India among few developing countries to have national cancer control programme: Health Minister Harsh Vardhan
New Delhi, July 02: India is one of the few developing countries that have formulated a national cancer control programme, Union Health Minister Harsh Vardhan has said. In his virtual address at the inaugural session of the 17th World Congress for Cervical Pathology and Colposcopy on Thursday, Vardhan highlighted that many women are suffering and dying of cervical cancer despite the fact that it is one of the most successfully treatable forms of cancer as long as it is detected early and managed effectively.
Vardhan congratulated the Indian Society of Colposcopy and Cervical Pathology for pioneering training in colposcopy and treatment of precancerous lesions of the cervix and for bringing the prestigious world congress for the first time to Asia, according to an official statement said.
The theme of the congress -- "Eliminating Cervical Cancer: Call for Action" -- is aligned to the WHO call for Elimination of Cervical Cancer by 2030, he stated. Speaking on the topic of cervical cancer, Vardhan said it is the fourth most common cancer in women.
"It is tragic that one woman dies of cervical cancer every two minutes, making it one of the greatest threats to women's health. The sad part is that our women are suffering and dying despite the fact that when diagnosed cervical cancer is one of the most successfully treatable forms of cancer, as long as it is detected early and managed effectively," he was quoted as saying in the statement.
"Cancers diagnosed in late stages can also be controlled with appropriate treatment and palliative care. With a comprehensive approach to prevent, screen and treat, cervical cancer can be eliminated as a public health problem within a generation," he said.
Vardhan also highlighted the crucial role undertaken by India to stop cervical cancer heeding to WHO's 2030 target. "I can proudly state that India is one of the few developing countries that have formulated the national cancer control programme. As a leader in Asia, in 2016, we have launched the operational guidelines for screening of common cancers -- cervical, breast, oral. India along with 194 other countries has collectively resolved to work together for elimination of this major killer...," he said.
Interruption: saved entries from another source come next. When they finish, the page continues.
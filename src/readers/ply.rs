//! PLY point clouds.
//!
//! Reads the `vertex` element of `ascii` and `binary_little_endian` files:
//! positions from `x`, `y`, `z` and, when present, colors from `red`, `green`,
//! `blue`. Elements declared before `vertex` are skipped when their size is
//! known; list properties are only supported after the vertex element.

use std::path::Path;

use crate::error::DecodeError;

#[derive(Clone, Debug, Default, PartialEq)]
pub struct PointCloud {
    pub points: Vec<[f32; 3]>,
    pub colors: Option<Vec<[u8; 3]>>,
}

impl PointCloud {
    pub fn len(&self) -> usize {
        self.points.len()
    }

    pub fn is_empty(&self) -> bool {
        self.points.is_empty()
    }
}

#[derive(Clone, Copy, Debug, PartialEq, Eq)]
enum Format {
    Ascii,
    BinaryLittleEndian,
}

#[derive(Clone, Copy, Debug, PartialEq, Eq)]
enum Scalar {
    I8,
    U8,
    I16,
    U16,
    I32,
    U32,
    F32,
    F64,
}

impl Scalar {
    fn parse(name: &str) -> Option<Self> {
        Some(match name {
            "char" | "int8" => Scalar::I8,
            "uchar" | "uint8" => Scalar::U8,
            "short" | "int16" => Scalar::I16,
            "ushort" | "uint16" => Scalar::U16,
            "int" | "int32" => Scalar::I32,
            "uint" | "uint32" => Scalar::U32,
            "float" | "float32" => Scalar::F32,
            "double" | "float64" => Scalar::F64,
            _ => return None,
        })
    }

    fn size(self) -> usize {
        match self {
            Scalar::I8 | Scalar::U8 => 1,
            Scalar::I16 | Scalar::U16 => 2,
            Scalar::I32 | Scalar::U32 | Scalar::F32 => 4,
            Scalar::F64 => 8,
        }
    }

    fn read_le(self, b: &[u8]) -> f64 {
        match self {
            Scalar::I8 => b[0] as i8 as f64,
            Scalar::U8 => b[0] as f64,
            Scalar::I16 => i16::from_le_bytes([b[0], b[1]]) as f64,
            Scalar::U16 => u16::from_le_bytes([b[0], b[1]]) as f64,
            Scalar::I32 => i32::from_le_bytes([b[0], b[1], b[2], b[3]]) as f64,
            Scalar::U32 => u32::from_le_bytes([b[0], b[1], b[2], b[3]]) as f64,
            Scalar::F32 => f32::from_le_bytes([b[0], b[1], b[2], b[3]]) as f64,
            Scalar::F64 => f64::from_le_bytes([b[0], b[1], b[2], b[3], b[4], b[5], b[6], b[7]]),
        }
    }
}

#[derive(Clone, Debug)]
enum Property {
    Scalar { name: String, kind: Scalar },
    List,
}

#[derive(Clone, Debug)]
struct Element {
    name: String,
    count: usize,
    properties: Vec<Property>,
}

impl Element {
    fn fixed_size(&self) -> Option<usize> {
        self.properties
            .iter()
            .map(|p| match p {
                Property::Scalar { kind, .. } => Some(kind.size()),
                Property::List => None,
            })
            .sum()
    }

    fn index_of(&self, wanted: &str) -> Option<usize> {
        self.properties
            .iter()
            .position(|p| matches!(p, Property::Scalar { name, .. } if name == wanted))
    }
}

struct Header {
    format: Format,
    elements: Vec<Element>,
    body_offset: usize,
}

/// Decode an in-memory PLY file. `path` is only used in errors.
pub fn parse(path: &Path, bytes: &[u8]) -> Result<PointCloud, DecodeError> {
    let invalid = |reason: &str| DecodeError::Invalid {
        path: path.to_path_buf(),
        reason: reason.to_string(),
    };
    let unsupported = |reason: &str| DecodeError::Unsupported {
        path: path.to_path_buf(),
        reason: reason.to_string(),
    };

    let header = parse_header(bytes).map_err(|reason| match reason {
        HeaderError::Invalid(r) => invalid(&r),
        HeaderError::Unsupported(r) => unsupported(&r),
    })?;
    let vertex_pos = header
        .elements
        .iter()
        .position(|e| e.name == "vertex")
        .ok_or_else(|| invalid("no vertex element"))?;
    let vertex = &header.elements[vertex_pos];
    if vertex.properties.iter().any(|p| matches!(p, Property::List)) {
        return Err(unsupported("list properties in vertex element"));
    }
    let axis = |name: &str| {
        vertex
            .index_of(name)
            .ok_or_else(|| invalid(&format!("vertex element has no {} property", name)))
    };
    let (ix, iy, iz) = (axis("x")?, axis("y")?, axis("z")?);
    let color_idx = match (
        vertex.index_of("red"),
        vertex.index_of("green"),
        vertex.index_of("blue"),
    ) {
        (Some(r), Some(g), Some(b)) => Some((r, g, b)),
        _ => None,
    };

    let body = &bytes[header.body_offset..];
    let rows: Vec<Vec<f64>> = match header.format {
        Format::Ascii => {
            let text = std::str::from_utf8(body).map_err(|_| invalid("ascii body is not text"))?;
            let mut lines = text.lines().filter(|l| !l.trim().is_empty());
            for before in &header.elements[..vertex_pos] {
                for _ in 0..before.count {
                    lines.next().ok_or_else(|| invalid("truncated body"))?;
                }
            }
            // Each row takes at least two bytes of body text.
            let mut rows = Vec::with_capacity(vertex.count.min(body.len() / 2));
            for _ in 0..vertex.count {
                let line = lines.next().ok_or_else(|| invalid("truncated vertex data"))?;
                let row = line
                    .split_whitespace()
                    .map(|v| v.parse::<f64>())
                    .collect::<Result<Vec<f64>, _>>()
                    .map_err(|_| invalid("malformed vertex value"))?;
                if row.len() < vertex.properties.len() {
                    return Err(invalid("vertex row has too few values"));
                }
                rows.push(row);
            }
            rows
        }
        Format::BinaryLittleEndian => {
            let mut offset = 0usize;
            for before in &header.elements[..vertex_pos] {
                let size = before
                    .fixed_size()
                    .ok_or_else(|| unsupported("list properties before vertex element"))?;
                offset = size
                    .checked_mul(before.count)
                    .and_then(|len| offset.checked_add(len))
                    .ok_or_else(|| invalid("element data size overflows"))?;
            }
            let stride = vertex.fixed_size().unwrap_or(0);
            let needed = stride
                .checked_mul(vertex.count)
                .and_then(|len| offset.checked_add(len))
                .ok_or_else(|| invalid("vertex data size overflows"))?;
            if body.len() < needed {
                return Err(invalid("truncated vertex data"));
            }
            let mut rows = Vec::with_capacity(vertex.count);
            for _ in 0..vertex.count {
                let mut row = Vec::with_capacity(vertex.properties.len());
                for p in &vertex.properties {
                    if let Property::Scalar { kind, .. } = p {
                        row.push(kind.read_le(&body[offset..offset + kind.size()]));
                        offset += kind.size();
                    }
                }
                rows.push(row);
            }
            rows
        }
    };

    let points = rows
        .iter()
        .map(|r| [r[ix] as f32, r[iy] as f32, r[iz] as f32])
        .collect();
    let colors = color_idx.map(|(r, g, b)| {
        rows.iter()
            .map(|row| {
                let c = |v: f64| v.round().clamp(0.0, 255.0) as u8;
                [c(row[r]), c(row[g]), c(row[b])]
            })
            .collect()
    });
    Ok(PointCloud { points, colors })
}

enum HeaderError {
    Invalid(String),
    Unsupported(String),
}

fn parse_header(bytes: &[u8]) -> Result<Header, HeaderError> {
    let invalid = |r: &str| HeaderError::Invalid(r.to_string());
    let marker = b"end_header";
    let end = bytes
        .windows(marker.len())
        .position(|w| w == marker)
        .ok_or_else(|| invalid("missing end_header"))?;
    let mut body_offset = end + marker.len();
    if bytes.get(body_offset) == Some(&b'\r') {
        body_offset += 1;
    }
    if bytes.get(body_offset) == Some(&b'\n') {
        body_offset += 1;
    }
    let text = std::str::from_utf8(&bytes[..end]).map_err(|_| invalid("header is not text"))?;
    let mut lines = text.lines().map(str::trim);
    if lines.next() != Some("ply") {
        return Err(invalid("missing ply magic"));
    }

    let mut format = None;
    let mut elements: Vec<Element> = Vec::new();
    for line in lines {
        let words: Vec<&str> = line.split_whitespace().collect();
        match words.as_slice() {
            [] | ["comment", ..] | ["obj_info", ..] => {}
            ["format", "ascii", _] => format = Some(Format::Ascii),
            ["format", "binary_little_endian", _] => format = Some(Format::BinaryLittleEndian),
            ["format", other, ..] => {
                return Err(HeaderError::Unsupported(format!("format {}", other)));
            }
            ["element", name, count] => elements.push(Element {
                name: name.to_string(),
                count: count.parse().map_err(|_| invalid("bad element count"))?,
                properties: Vec::new(),
            }),
            ["property", "list", ..] => elements
                .last_mut()
                .ok_or_else(|| invalid("property before element"))?
                .properties
                .push(Property::List),
            ["property", kind, name] => {
                let kind = Scalar::parse(kind)
                    .ok_or_else(|| HeaderError::Unsupported(format!("property type {}", kind)))?;
                elements
                    .last_mut()
                    .ok_or_else(|| invalid("property before element"))?
                    .properties
                    .push(Property::Scalar {
                        name: name.to_string(),
                        kind,
                    });
            }
            _ => return Err(HeaderError::Invalid(format!("unexpected header line '{}'", line))),
        }
    }
    Ok(Header {
        format: format.ok_or_else(|| invalid("missing format line"))?,
        elements,
        body_offset,
    })
}

#[cfg(test)]
mod tests {
    use super::*;

    const ASCII: &str = "ply\nformat ascii 1.0\ncomment test\nelement vertex 2\n\
property float x\nproperty float y\nproperty float z\n\
property uchar red\nproperty uchar green\nproperty uchar blue\n\
element face 1\nproperty list uchar int vertex_indices\nend_header\n\
0 0 0 255 0 0\n1.5 2 -3 0 128 255\n3 0 1 1\n";

    #[test]
    fn reads_ascii_vertices_and_colors() -> anyhow::Result<()> {
        let cloud = parse(Path::new("c.ply"), ASCII.as_bytes())?;
        assert_eq!(cloud.points, vec![[0.0, 0.0, 0.0], [1.5, 2.0, -3.0]]);
        assert_eq!(cloud.colors, Some(vec![[255, 0, 0], [0, 128, 255]]));
        Ok(())
    }

    #[test]
    fn reads_binary_little_endian() -> anyhow::Result<()> {
        let mut bytes = b"ply\nformat binary_little_endian 1.0\nelement vertex 2\n\
property float x\nproperty float y\nproperty double z\nend_header\n"
            .to_vec();
        for (x, y, z) in [(1.0f32, 2.0f32, 3.0f64), (-1.0, 0.5, 10.0)] {
            bytes.extend_from_slice(&x.to_le_bytes());
            bytes.extend_from_slice(&y.to_le_bytes());
            bytes.extend_from_slice(&z.to_le_bytes());
        }
        let cloud = parse(Path::new("c.ply"), &bytes)?;
        assert_eq!(cloud.points, vec![[1.0, 2.0, 3.0], [-1.0, 0.5, 10.0]]);
        assert!(cloud.colors.is_none());
        Ok(())
    }

    #[test]
    fn rejects_big_endian_and_missing_axes() {
        let be = b"ply\nformat binary_big_endian 1.0\nelement vertex 0\nend_header\n";
        assert!(matches!(
            parse(Path::new("c.ply"), be),
            Err(DecodeError::Unsupported { .. })
        ));

        let no_z = b"ply\nformat ascii 1.0\nelement vertex 1\nproperty float x\nproperty float y\nend_header\n1 2\n";
        assert!(matches!(
            parse(Path::new("c.ply"), no_z),
            Err(DecodeError::Invalid { .. })
        ));
    }

    #[test]
    fn oversized_ascii_count_is_invalid() {
        let text = "ply\nformat ascii 1.0\nelement vertex 1152921504606846976\n\
property float x\nproperty float y\nproperty float z\nend_header\n0 0 0\n";
        assert!(matches!(
            parse(Path::new("c.ply"), text.as_bytes()),
            Err(DecodeError::Invalid { .. })
        ));
    }

    #[test]
    fn oversized_binary_count_is_invalid() {
        let overflowing = b"ply\nformat binary_little_endian 1.0\nelement vertex 3074457345618258603\n\
property float x\nproperty float y\nproperty float z\nend_header\n";
        assert!(matches!(
            parse(Path::new("c.ply"), overflowing),
            Err(DecodeError::Invalid { .. })
        ));

        let skipped = b"ply\nformat binary_little_endian 1.0\nelement camera 9223372036854775807\n\
property double k\nelement vertex 1\nproperty float x\nproperty float y\n\
property float z\nend_header\n";
        assert!(matches!(
            parse(Path::new("c.ply"), skipped),
            Err(DecodeError::Invalid { .. })
        ));

        let huge_but_representable = b"ply\nformat binary_little_endian 1.0\nelement vertex 1000000000\n\
property float x\nproperty float y\nproperty float z\nend_header\n";
        assert!(matches!(
            parse(Path::new("c.ply"), huge_but_representable),
            Err(DecodeError::Invalid { .. })
        ));
    }

    #[test]
    fn truncated_ascii_body_is_invalid() {
        let text = "ply\nformat ascii 1.0\nelement vertex 3\nproperty float x\n\
property float y\nproperty float z\nend_header\n0 0 0\n";
        assert!(matches!(
            parse(Path::new("c.ply"), text.as_bytes()),
            Err(DecodeError::Invalid { .. })
        ));
    }
}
The minister explained how the government is offering intervention to end cancer through the two wings of the Ayushman Bharat programme. "We all know that effective primary HPV vaccination and secondary prevention approaches can prevent most cervical cancer cases. Today, India is strengthening all levels of cancer care.
"Treatment of cancer and precancerous lesions is being made accessible to the economically vulnerable population through our Pradhan Mantri Jan Arogya Yojana. Our primary health centres have now been transformed into wellness centres where screening is being undertaken on a massive scale," he said.